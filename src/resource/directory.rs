//! Directories and their removal

use declarative::{
    ArgumentKind, Assertion, Context, DefaultValue, Error, Field, Policy, Provider, Resource,
    ResourceType, Result,
};
use std::path::Path;

use super::{attributes, check_path};
use crate::changes::{EnsureDirectory, ShellCommand};

const FIELDS: &[Field] = &[
    Field::new("name", ArgumentKind::FullPath).required(),
    Field::new("owner", ArgumentKind::String),
    Field::new("group", ArgumentKind::String),
    Field::new("mode", ArgumentKind::Octal),
    Field::new("parents", ArgumentKind::Boolean).with_default(DefaultValue::Bool(false)),
];

const REMOVE: &[Assertion] = &[
    Assertion::Present("name"),
    Assertion::Absent("owner"),
    Assertion::Absent("group"),
    Assertion::Absent("mode"),
];

pub fn resource_type() -> ResourceType {
    ResourceType::new("Directory", FIELDS)
        .with_policy(
            Policy::new("apply")
                .as_default()
                .signature(&[Assertion::Present("name")]),
        )
        .with_policy(Policy::new("remove").signature(REMOVE))
        .with_policy(Policy::new("remove-recursive").signature(REMOVE))
        .with_provider(DirectoryProvider)
        .with_provider(RemoveDirectory { recursive: false })
        .with_provider(RemoveDirectory { recursive: true })
}

struct DirectoryProvider;

impl Provider for DirectoryProvider {
    fn name(&self) -> &'static str {
        "directory"
    }

    fn policies(&self) -> &'static [&'static str] {
        &["apply"]
    }

    fn apply(&self, resource: &Resource, ctx: &mut Context<'_>) -> Result<bool> {
        let path = Path::new(resource.name());
        let parents = resource.get_bool("parents").unwrap_or(false);
        if !parents {
            check_path(path, ctx)?;
        }
        EnsureDirectory {
            path,
            parents,
            attributes: attributes(resource),
        }
        .apply(ctx)
    }
}

/// `rmdir`, or `rm -rf` when recursive
struct RemoveDirectory {
    recursive: bool,
}

impl Provider for RemoveDirectory {
    fn name(&self) -> &'static str {
        if self.recursive {
            "remove-directory-recursive"
        } else {
            "remove-directory"
        }
    }

    fn policies(&self) -> &'static [&'static str] {
        if self.recursive {
            &["remove-recursive"]
        } else {
            &["remove"]
        }
    }

    fn apply(&self, resource: &Resource, ctx: &mut Context<'_>) -> Result<bool> {
        let path = Path::new(resource.name());
        if !ctx.transport.exists(path) {
            return Ok(false);
        }
        if !ctx.transport.isdir(path) {
            return Err(Error::InvalidProvider(format!(
                "{} exists and is not a directory",
                path.display()
            )));
        }
        let mut command = if self.recursive {
            ShellCommand::new(["rm", "-rf", resource.name()])
        } else {
            ShellCommand::new(["rmdir", resource.name()])
        };
        ctx.change(&mut command)
    }
}

#[cfg(test)]
mod tests {
    use super::super::testing::{apply, check_apply};
    use serde_json::json;
    use std::fs;
    use std::os::unix::fs::PermissionsExt;
    use tempfile::TempDir;

    #[test]
    fn test_create_directory() {
        let dir = TempDir::new().unwrap();
        let path = dir.path().join("srv");
        assert!(check_apply(&json!([{"Directory": {"name": path, "mode": "0700"}}])));
        assert!(path.is_dir());
        let mode = fs::metadata(&path).unwrap().permissions().mode() & 0o7777;
        assert_eq!(mode, 0o700);
    }

    #[test]
    fn test_parents() {
        let dir = TempDir::new().unwrap();
        let path = dir.path().join("a").join("b").join("c");

        let declaration = json!([{"Directory": {"name": path}}]);
        assert_eq!(apply(&declaration, false).unwrap_err().returncode(), 146);

        assert!(check_apply(&json!([{"Directory": {"name": path, "parents": "yes"}}])));
        assert!(path.is_dir());
    }

    #[test]
    fn test_remove_directory() {
        let dir = TempDir::new().unwrap();
        let path = dir.path().join("empty");
        fs::create_dir(&path).unwrap();
        assert!(check_apply(&json!([{"Directory": {"name": path, "policy": "remove"}}])));
        assert!(!path.exists());
    }

    #[test]
    fn test_remove_non_empty_directory_fails() {
        let dir = TempDir::new().unwrap();
        let path = dir.path().join("full");
        fs::create_dir(&path).unwrap();
        fs::write(path.join("file"), "").unwrap();
        let declaration = json!([{"Directory": {"name": path, "policy": "remove"}}]);
        assert_eq!(apply(&declaration, false).unwrap_err().returncode(), 133);
    }

    #[test]
    fn test_remove_recursive() {
        let dir = TempDir::new().unwrap();
        let path = dir.path().join("full");
        fs::create_dir_all(path.join("nested")).unwrap();
        fs::write(path.join("nested").join("file"), "").unwrap();
        assert!(check_apply(
            &json!([{"Directory": {"name": path, "policy": "remove-recursive"}}])
        ));
        assert!(!path.exists());
    }

    #[test]
    fn test_remove_file_is_invalid() {
        let dir = TempDir::new().unwrap();
        let path = dir.path().join("file");
        fs::write(&path, "").unwrap();
        let declaration = json!([{"Directory": {"name": path, "policy": "remove"}}]);
        assert_eq!(apply(&declaration, false).unwrap_err().returncode(), 139);
    }
}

## TRY IT
Copy out the lines above that hold the string "write".

## EXERCISE ANSWER
        fs::write(path.join("file"), "").unwrap();
        fs::write(path.join("nested").join("file"), "").unwrap();
        fs::write(&path, "").unwrap();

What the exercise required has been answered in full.